To my knowledge, no one has solved this yet. Maybe a good use of AI? Unfortunately not monetizable really.

liotier · 5 months ago
> A regulator can tell temu/shein/amazon/etc to take down the seller, or even the brand and the next day two new ones prop up selling the product from the same factory.

If that game remains afoot for too long, the buck stops at the distributor - who can't hide from the EU behind ever-shifting randomly generated brands.

fooker · 5 months ago
I don't disagree. The question is how they'd do it.

There's an interesting dilemma here you're not considering. Any more red tape here would make it extremely difficult for legitimate small businesses to sell anything online.

Simple solutions that you have just thought about usually don't work, especially when the topic seems like it might employ several researchers and lawmakers.

bluGill · 5 months ago
temu just ships in a plain bag/box and customs would have to open ever package to know what is in it. They rarely have enough people for that.
wat10000 · 5 months ago
It’s trivial to solve. Make it so that the company that runs a store is liable for products sold in that store. Amazon will figure this out instantaneously if they’re actually responsible for damages. As long as they aren’t then they’ll continue to do nothing.
fooker · 5 months ago
Amazon is already liable for products that are 'fulfilled by Amazon'. It has not stopped this even a little bit.
weinzierl · 5 months ago
"[..] next day two new ones prop up selling the product from the same factory."
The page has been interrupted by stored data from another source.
//! Error type shared by model building, loading and writing.
//!
//! Queries never fail: unknown words resolve to `<unk>`. Everything here
//! happens while a model is being read, built or written, and aborts that
//! operation entirely (there is no partially built model).

use thiserror::Error;

/// The error type for every fallible operation of this crate.
#[derive(Debug, Error)]
pub enum LmError {
	/// An error originating from file I/O.
	#[error("I/O error: {0}")]
	Io(#[from] std::io::Error),

	/// Malformed ARPA text.
	#[error("Format error at line {line}: {message}")]
	Format { line: u64, message: String },

	/// The ARPA header declared a different number of n-grams than the section held.
	#[error("Count mismatch for {order}-grams: header declared {expected}, found {found}")]
	CountMismatch { order: usize, expected: u64, found: u64 },

	/// A table or bit field is too small for what is inserted into it.
	#[error("Sizing error: {0}")]
	Sizing(String),

	/// `<unk>`, `<s>` or `</s>` is absent from the model.
	#[error("The model does not contain {0}")]
	SpecialWordMissing(&'static str),

	/// A log probability above zero was found in the source.
	#[error("Positive log probability {value} for \"{ngram}\"")]
	PositiveLogProbability { value: f32, ngram: String },

	/// The model order is outside what the engine supports.
	#[error("Order {order} is not supported (expected 2..={max})")]
	UnsupportedOrder { order: usize, max: usize },

	/// Records were handed to a builder out of the required order, or twice.
	#[error("Build order violated: {0}")]
	BuildOrder(String),

	/// The binary file is not a model written by this crate, or is truncated.
	#[error("Invalid binary file: {0}")]
	BinaryFormat(String),

	/// A worker thread stopped before delivering its result.
	#[error("Worker thread failed: {0}")]
	Worker(String),

	/// The binary header could not be encoded or decoded.
	#[error("Header serialization failed: {0}")]
	Postcard(#[from] postcard::Error),
}

/// A convenience `Result` type alias using [`LmError`].
pub type Result<T> = std::result::Result<T, LmError>;

impl LmError {
	pub(crate) fn format(line: u64, message: impl Into<String>) -> Self {
		LmError::Format { line, message: message.into() }
	}
}
//! Memory-mappable n-gram language model library.
//!
//! This crate provides a backoff n-gram query engine including:
//! - ARPA reading and in-memory model building
//! - Probing hash table and bit-packed trie storage, with optional
//!   quantization and pointer compression
//! - A binary format that is mapped back without parsing
//! - Full-sentence scoring and left-state scoring for chart decoders
//!
//! Queries never fail and never allocate; every error happens while a model
//! is read, built or written.
//!
//! ```
//! use rs_lm_core::{Config, LanguageModel, Model, ModelType};
//!
//! let arpa = "\\data\\\nngram 1=3\nngram 2=1\n\n\\1-grams:\n-1\t<unk>\n-99\t<s>\t-0.3\n-0.5\t</s>\n\n\\2-grams:\n-0.1\t<s> </s>\n\n\\end\\\n";
//! let model = Model::from_arpa_reader(arpa.as_bytes(), ModelType::Trie, &Config::default()).unwrap();
//! let (ret, _) = model.full_score(&model.begin_sentence_state(), model.end_sentence());
//! assert_eq!(ret.prob, -0.1);
//! ```

/// Error type shared by building, loading and writing.
pub mod error;

/// Build and load configuration.
pub mod config;

/// Low-level building blocks: bit packing, backing memory, probing hash tables.
pub mod util;

/// Vocabulary lookup from word strings to indices.
pub mod vocab;

/// Codebooks that shrink probabilities and backoffs to a few bits.
pub mod quantize;

/// Compression of the child pointers stored in the trie.
pub mod bhiksha;

/// Bit-packed sorted arrays forming the trie levels.
pub mod trie;

/// Storage backends behind a common lookup contract.
pub mod search;

/// Collection and compilation of n-grams before they are stored.
pub mod build;

/// ARPA text reader.
pub mod arpa;

/// On-disk layout of built models.
pub mod binary_format;

/// Loaded models and the ways to query them.
pub mod model;

/// File helpers (line reading, path handling, directory listing).
pub mod io;

pub use build::NgramCollector;
pub use config::{Config, LoadMethod, ModelType, WarningAction};
pub use error::{LmError, Result};
pub use model::{ChartState, FullScoreReturn, LanguageModel, Model, RuleScore, State, WordScore};
pub use vocab::{EnumerateVocab, WordIndex};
So you mean basically like Amazon?

pitaj · 5 months ago
They literally mention Amazon in their comment
lousken · 5 months ago
what about garbage from amazon, aliexpres and others?
pndy · 5 months ago
That's my question as well. If he's so concerned about this then what about other services? Polish Allegro quite recently had to add a filter on their site to sieve out all sellers from outside EEA because they flooded it.

Moreover, there are physical stores that also sell this "dangerous" stuff. My friend worked in one and she complained all the time on chemical odour these items were generating.

tpm · 5 months ago
If the stuff is physically imported into EU by a company then the company is legally responsible for that (GPSR and in addition various national regulations), this article is about direct sales from outside of EU to EU consumers.
shivasaxena · 5 months ago
Then your friend is free to not buy these goods she deems "dangerous".

Why stop those of us who want to buy it?

TiredOfLife · 5 months ago
TEMU is on another level of shitines compared to aliexpress
kinow · 5 months ago
I buy some arts materials from China, but only simple things that I cannot find in EU or tyat are just the same product re-sold a lot more expensive here. I'd be glad to buy in EU if that's cheaper.

I still buy EU arts materials that are more expensive than Chinese products, but that are (at least supposedly) better tested for toxicity.

I noticed in the past year or two art stores like Casa Piera/Arte Miranda have had more products like watercolor paper and paints from China. I hope new regulations will make sure these are compliant with EY regulations, without raising the price to consumer too much.